■ **INPUT**

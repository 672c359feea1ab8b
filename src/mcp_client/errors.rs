//! MCP Client error types.

use thiserror::Error;

/// Errors that can occur while connecting to or calling tool providers.
#[derive(Debug, Error)]
pub enum McpError {
    /// A provider subprocess failed to start.
    #[error("failed to spawn provider '{name}': {reason}")]
    SpawnFailed {
        name: String,
        reason: String,
    },

    /// The initialization handshake or ping liveness check failed.
    #[error("provider '{name}' initialization failed: {reason}")]
    InitFailed {
        name: String,
        reason: String,
    },

    /// JSON-RPC communication error (malformed message, I/O error, closed pipe).
    #[error("transport error for provider '{provider}': {reason}")]
    TransportError {
        provider: String,
        reason: String,
    },

    /// Provider returned a JSON-RPC error response.
    #[error("server error [{code}]: {message}")]
    ServerError {
        code: i32,
        message: String,
        data: Option<serde_json::Value>,
    },

    /// No configuration exists for the named provider.
    #[error("unknown provider: '{name}'")]
    UnknownProvider {
        name: String,
    },

    /// The provider has no live connection for this identity.
    #[error("provider '{provider}' is not connected for '{identity}': {reason}")]
    NotConnected {
        provider: String,
        identity: String,
        reason: String,
    },

    /// A tool call timed out.
    #[error("tool call '{tool}' timed out after {timeout_ms}ms")]
    Timeout {
        tool: String,
        timeout_ms: u64,
    },

    /// Configuration error (unreadable or malformed provider file).
    #[error("config error: {reason}")]
    ConfigError {
        reason: String,
    },

    /// Tool-schema cache read or write failed.
    #[error("schema cache error: {reason}")]
    CacheError {
        reason: String,
    },
}

impl From<rusqlite::Error> for McpError {
    fn from(e: rusqlite::Error) -> Self {
        McpError::CacheError {
            reason: e.to_string(),
        }
    }
}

■ **TRY IT**
Looking at the records above, how many lines contain "McpError"? Only the number is needed.

■ **RESPONSE FOR THIS EXERCISE**
3